//! Edit buffer and key decoding for interactive search
//!
//! The terminal is read one byte at a time in raw mode. [`read_key`] turns
//! those bytes into a [`Key`]; [`SearchState`] applies the key to the edit
//! buffer and reports whether anything changed.

use std::io::{self, Read};

const CTRL_C: u8 = 0x03;
const BACKSPACE: u8 = 0x08;
const ENTER: u8 = b'\r';
const ESC: u8 = 0x1b;
const DEL: u8 = 0x7f;

/// A decoded keypress
#[derive(Debug, Clone, Copy, PartialEq, Eq)]
pub enum Key {
    /// Ctrl+C
    Interrupt,
    Left,
    Right,
    Backspace,
    Enter,
    /// Printable ASCII
    Char(char),
    /// Anything the search does not react to, including broken escape sequences
    Ignored,
}

/// Read one keypress from `reader`
///
/// Returns `Ok(None)` at end of input. An escape sequence cut short by a
/// failed or partial read decodes as [`Key::Ignored`].
///
/// # Errors
/// Returns the I/O error if reading the first byte fails.
pub fn read_key(reader: &mut impl Read) -> io::Result<Option<Key>> {
    let mut byte = [0u8; 1];
    if reader.read(&mut byte)? == 0 {
        return Ok(None);
    }

    let key = match byte[0] {
        CTRL_C => Key::Interrupt,
        ESC => {
            let mut seq = [0u8; 2];
            match reader.read(&mut seq) {
                Ok(2) => decode_escape(seq),
                _ => Key::Ignored,
            }
        }
        DEL | BACKSPACE => Key::Backspace,
        ENTER => Key::Enter,
        b @ 0x20..=0x7e => Key::Char(char::from(b)),
        _ => Key::Ignored,
    };

    Ok(Some(key))
}

fn decode_escape(seq: [u8; 2]) -> Key {
    match seq {
        [b'[', b'D'] => Key::Left,
        [b'[', b'C'] => Key::Right,
        _ => Key::Ignored,
    }
}

/// Edit buffer with a cursor
///
/// The cursor is always within `0..=len()`.
#[derive(Debug, Clone, Default, PartialEq, Eq)]
pub struct SearchState {
    buffer: Vec<char>,
    cursor: usize,
}

impl SearchState {
    #[must_use]
    pub fn new() -> Self {
        Self::default()
    }

    /// Insert `c` at the cursor and advance past it
    pub fn insert(&mut self, c: char) {
        self.buffer.insert(self.cursor, c);
        self.cursor += 1;
    }

    /// Remove the character before the cursor; `false` at the start of the buffer
    pub fn backspace(&mut self) -> bool {
        if self.cursor == 0 {
            return false;
        }
        self.cursor -= 1;
        self.buffer.remove(self.cursor);
        true
    }

    pub fn move_left(&mut self) -> bool {
        if self.cursor == 0 {
            return false;
        }
        self.cursor -= 1;
        true
    }

    pub fn move_right(&mut self) -> bool {
        if self.cursor >= self.buffer.len() {
            return false;
        }
        self.cursor += 1;
        true
    }

    /// Apply an editing key, returning whether the state changed
    ///
    /// Keys that do not edit the buffer return `false`.
    pub fn apply(&mut self, key: Key) -> bool {
        match key {
            Key::Left => self.move_left(),
            Key::Right => self.move_right(),
            Key::Backspace => self.backspace(),
            Key::Char(c) => {
                self.insert(c);
                true
            }
            Key::Interrupt | Key::Enter | Key::Ignored => false,
        }
    }

    /// Current buffer contents
    #[must_use]
    pub fn query(&self) -> String {
        self.buffer.iter().collect()
    }

    #[must_use]
    pub const fn cursor(&self) -> usize {
        self.cursor
    }

    #[must_use]
    pub fn len(&self) -> usize {
        self.buffer.len()
    }

    #[must_use]
    pub fn is_empty(&self) -> bool {
        self.buffer.is_empty()
    }

    /// Buffer split around the cursor: before, the character under it, after
    #[must_use]
    pub fn split_at_cursor(&self) -> (String, Option<char>, String) {
        let before = self.buffer[..self.cursor].iter().collect();
        let at = self.buffer.get(self.cursor).copied();
        let after = self
            .buffer
            .get(self.cursor + 1..)
            .map(|rest| rest.iter().collect())
            .unwrap_or_default();
        (before, at, after)
    }
}

#[cfg(test)]
mod tests {
    use super::*;
    use std::io::Cursor;

    fn keys(bytes: &[u8]) -> Vec<Key> {
        let mut reader = Cursor::new(bytes.to_vec());
        let mut out = Vec::new();
        while let Some(key) = read_key(&mut reader).unwrap() {
            out.push(key);
        }
        out
    }

    fn typed(text: &str) -> SearchState {
        let mut state = SearchState::new();
        for c in text.chars() {
            state.insert(c);
        }
        state
    }

    #[test]
    fn test_decode_keys() {
        assert_eq!(
            keys(b"a\x1b[D\x1b[C\x7f\x08\r\x03\x01~ "),
            vec![
                Key::Char('a'),
                Key::Left,
                Key::Right,
                Key::Backspace,
                Key::Backspace,
                Key::Enter,
                Key::Interrupt,
                Key::Ignored,
                Key::Char('~'),
                Key::Char(' '),
            ]
        );
    }

    #[test]
    fn test_unknown_escape_is_ignored() {
        assert_eq!(keys(b"\x1b[Ax"), vec![Key::Ignored, Key::Char('x')]);
    }

    #[test]
    fn test_truncated_escape_is_ignored() {
        assert_eq!(keys(b"\x1b["), vec![Key::Ignored]);
        assert_eq!(keys(b"\x1b"), vec![Key::Ignored]);
    }

    #[test]
    fn test_non_ascii_bytes_are_ignored() {
        assert_eq!(keys(&[0xc3, 0xa9]), vec![Key::Ignored, Key::Ignored]);
    }

    #[test]
    fn test_initial_state() {
        let state = SearchState::new();
        assert_eq!(state.cursor(), 0);
        assert!(state.is_empty());
    }

    #[test]
    fn test_insert_advances_cursor() {
        let state = typed("web");
        assert_eq!(state.cursor(), 3);
        assert_eq!(state.len(), 3);
        assert_eq!(state.query(), "web");
    }

    #[test]
    fn test_insert_in_middle() {
        let mut state = typed("wb");
        assert!(state.move_left());
        state.insert('e');
        assert_eq!(state.query(), "web");
        assert_eq!(state.cursor(), 2);
    }

    #[test]
    fn test_backspace_at_start_is_noop() {
        let mut state = typed("web");
        while state.move_left() {}
        assert_eq!(state.cursor(), 0);
        assert!(!state.backspace());
        assert_eq!(state.query(), "web");
        assert_eq!(state.cursor(), 0);
    }

    #[test]
    fn test_backspace_removes_before_cursor() {
        let mut state = typed("wxeb");
        state.move_left();
        state.move_left();
        assert!(state.backspace());
        assert_eq!(state.query(), "web");
        assert_eq!(state.cursor(), 1);
    }

    #[test]
    fn test_cursor_bounds() {
        let mut state = typed("ab");
        assert!(!state.move_right());
        assert!(state.move_left());
        assert!(state.move_left());
        assert!(!state.move_left());
        assert_eq!(state.cursor(), 0);
    }

    #[test]
    fn test_apply() {
        let mut state = SearchState::new();
        assert!(state.apply(Key::Char('x')));
        assert!(!state.apply(Key::Right));
        assert!(state.apply(Key::Left));
        assert!(!state.apply(Key::Enter));
        assert!(!state.apply(Key::Ignored));
        assert!(!state.apply(Key::Backspace));
        assert_eq!(state.query(), "x");
    }

    #[test]
    fn test_split_at_cursor() {
        let mut state = typed("abc");
        assert_eq!(state.split_at_cursor(), ("abc".into(), None, String::new()));
        state.move_left();
        state.move_left();
        assert_eq!(state.split_at_cursor(), ("a".into(), Some('b'), "c".into()));
    }
}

◆ ◆ ◆ ◆

[Work required]
If a line in the entries above contains "typed", report it.

[Answer for this exercise]
    fn typed(text: &str) -> SearchState {
        let state = typed("web");
        let mut state = typed("wb");
        let mut state = typed("web");
        let mut state = typed("wxeb");
        let mut state = typed("ab");
        let mut state = typed("abc");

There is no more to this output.